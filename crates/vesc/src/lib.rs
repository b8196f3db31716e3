//! VESC binary protocol front-end.
//!
//! Emulates the serial face of a VESC motor controller: inbound command
//! frames are classified by ID and dispatched to telemetry builders or
//! motor setpoints, replies are framed and written back, and a heartbeat
//! watchdog terminates the simulation when the client goes quiet.
//!
//! Two firmware message families are supported, 6.00 and 6.02. A given
//! processor instance speaks exactly one of them.
//!
//! Reference: <https://github.com/vedderb/bldc/blob/master/comm/commands.c>

pub mod cmp;
pub mod codec;
pub mod fw;
pub mod fw600;
pub mod fw602;
pub mod transport;
pub mod watchdog;

pub use cmp::{CommandMessageProcessor, CmpError};
pub use transport::{memory_pair, MemoryTransport, SerialTransport, Transport, TransportError};
pub use watchdog::HeartbeatWatchdog;

use std::fmt;
use std::str::FromStr;

/// Number of bytes read per inbound command frame. Clients pad every
/// command packet to this size.
pub const COMMAND_BYTE_SIZE: usize = 256;

/// Default heartbeat timeout in seconds.
pub const HEARTBEAT_TIMEOUT_SEC: f64 = 1.5;

/// VESC firmware variants the simulator can present.
#[derive(Debug, Clone, Copy, PartialEq, Eq)]
pub enum FirmwareVersion {
    Fw6_00,
    Fw6_02,
}

impl FirmwareVersion {
    /// Minor version byte sent in the firmware descriptor.
    pub fn minor(self) -> u8 {
        match self {
            Self::Fw6_00 => 0,
            Self::Fw6_02 => 2,
        }
    }

    /// Classify an inbound command ID for this firmware's dispatch table.
    pub fn command_for_id(self, id: u8) -> Option<Command> {
        match (self, id) {
            (_, 0) => Some(Command::Firmware),
            (_, 4) => Some(Command::State),
            (_, 6) => Some(Command::Current),
            (_, 8) => Some(Command::Rpm),
            (_, 30) => Some(Command::Heartbeat),
            (Self::Fw6_00, 65) => Some(Command::ImuState),
            (Self::Fw6_02, 14) => Some(Command::McConfig),
            (Self::Fw6_02, 164) => Some(Command::BionicBoarder),
            _ => None,
        }
    }
}

impl FromStr for FirmwareVersion {
    type Err = UnknownFirmware;

    fn from_str(s: &str) -> Result<Self, Self::Err> {
        match s {
            "6.00" => Ok(Self::Fw6_00),
            "6.02" => Ok(Self::Fw6_02),
            other => Err(UnknownFirmware(other.to_string())),
        }
    }
}

impl fmt::Display for FirmwareVersion {
    fn fmt(&self, f: &mut fmt::Formatter<'_>) -> fmt::Result {
        match self {
            Self::Fw6_00 => write!(f, "6.00"),
            Self::Fw6_02 => write!(f, "6.02"),
        }
    }
}

#[derive(Debug, thiserror::Error)]
#[error("no VESC firmware version matching {0:?}")]
pub struct UnknownFirmware(pub String);

/// Commands understood by the processor.
#[derive(Debug, Clone, Copy, PartialEq, Eq)]
pub enum Command {
    /// Firmware descriptor request
    Firmware,
    /// Telemetry snapshot request
    State,
    /// Current setpoint (only 0.0 is accepted)
    Current,
    /// ERPM setpoint
    Rpm,
    /// Keep-alive; re-arms the watchdog
    Heartbeat,
    /// IMU snapshot request (6.00)
    ImuState,
    /// Motor controller configuration request (6.02)
    McConfig,
    /// Combined motor + IMU summary request (6.02)
    BionicBoarder,
}

impl Command {
    /// ID byte carried in the reply header. The bionic boarder summary is
    /// requested with ID 164 but answered under ID 66.
    pub fn reply_id(self) -> u8 {
        match self {
            Self::Firmware => 0,
            Self::State => 4,
            Self::Current => 6,
            Self::Rpm => 8,
            Self::Heartbeat => 30,
            Self::ImuState => 65,
            Self::McConfig => 14,
            Self::BionicBoarder => 66,
        }
    }
}

#[cfg(test)]
mod tests {
    use super::*;

    #[test]
    fn test_dispatch_tables_per_firmware() {
        let fw00 = FirmwareVersion::Fw6_00;
        let fw02 = FirmwareVersion::Fw6_02;

        for id in [0u8, 4, 6, 8, 30] {
            assert!(fw00.command_for_id(id).is_some());
            assert!(fw02.command_for_id(id).is_some());
        }
        assert_eq!(fw00.command_for_id(65), Some(Command::ImuState));
        assert_eq!(fw00.command_for_id(14), None);
        assert_eq!(fw00.command_for_id(164), None);

        assert_eq!(fw02.command_for_id(14), Some(Command::McConfig));
        assert_eq!(fw02.command_for_id(164), Some(Command::BionicBoarder));
        assert_eq!(fw02.command_for_id(65), None);
    }

    #[test]
    fn test_bionic_boarder_answers_under_66() {
        assert_eq!(Command::BionicBoarder.reply_id(), 66);
    }

    #[test]
    fn test_firmware_version_parse() {
        assert_eq!("6.00".parse::<FirmwareVersion>().unwrap(), FirmwareVersion::Fw6_00);
        assert_eq!("6.02".parse::<FirmwareVersion>().unwrap(), FirmwareVersion::Fw6_02);
        assert!("5.30".parse::<FirmwareVersion>().is_err());
    }
}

────────────────────

### TASK DIRECTIONS
With the line holding "simulator can present." as the first and the line holding "re-arms the watchdog" as the last, set down that range of the entries above exactly, and nothing else.

### TASK ANSWER
/// VESC firmware variants the simulator can present.
#[derive(Debug, Clone, Copy, PartialEq, Eq)]
pub enum FirmwareVersion {
    Fw6_00,
    Fw6_02,
}

impl FirmwareVersion {
    /// Minor version byte sent in the firmware descriptor.
    pub fn minor(self) -> u8 {
        match self {
            Self::Fw6_00 => 0,
            Self::Fw6_02 => 2,
        }
    }

    /// Classify an inbound command ID for this firmware's dispatch table.
    pub fn command_for_id(self, id: u8) -> Option<Command> {
        match (self, id) {
            (_, 0) => Some(Command::Firmware),
            (_, 4) => Some(Command::State),
            (_, 6) => Some(Command::Current),
            (_, 8) => Some(Command::Rpm),
            (_, 30) => Some(Command::Heartbeat),
            (Self::Fw6_00, 65) => Some(Command::ImuState),
            (Self::Fw6_02, 14) => Some(Command::McConfig),
            (Self::Fw6_02, 164) => Some(Command::BionicBoarder),
            _ => None,
        }
    }
}

impl FromStr for FirmwareVersion {
    type Err = UnknownFirmware;

    fn from_str(s: &str) -> Result<Self, Self::Err> {
        match s {
            "6.00" => Ok(Self::Fw6_00),
            "6.02" => Ok(Self::Fw6_02),
            other => Err(UnknownFirmware(other.to_string())),
        }
    }
}

impl fmt::Display for FirmwareVersion {
    fn fmt(&self, f: &mut fmt::Formatter<'_>) -> fmt::Result {
        match self {
            Self::Fw6_00 => write!(f, "6.00"),
            Self::Fw6_02 => write!(f, "6.02"),
        }
    }
}

#[derive(Debug, thiserror::Error)]
#[error("no VESC firmware version matching {0:?}")]
pub struct UnknownFirmware(pub String);

/// Commands understood by the processor.
#[derive(Debug, Clone, Copy, PartialEq, Eq)]
pub enum Command {
    /// Firmware descriptor request
    Firmware,
    /// Telemetry snapshot request
    State,
    /// Current setpoint (only 0.0 is accepted)
    Current,
    /// ERPM setpoint
    Rpm,
    /// Keep-alive; re-arms the watchdog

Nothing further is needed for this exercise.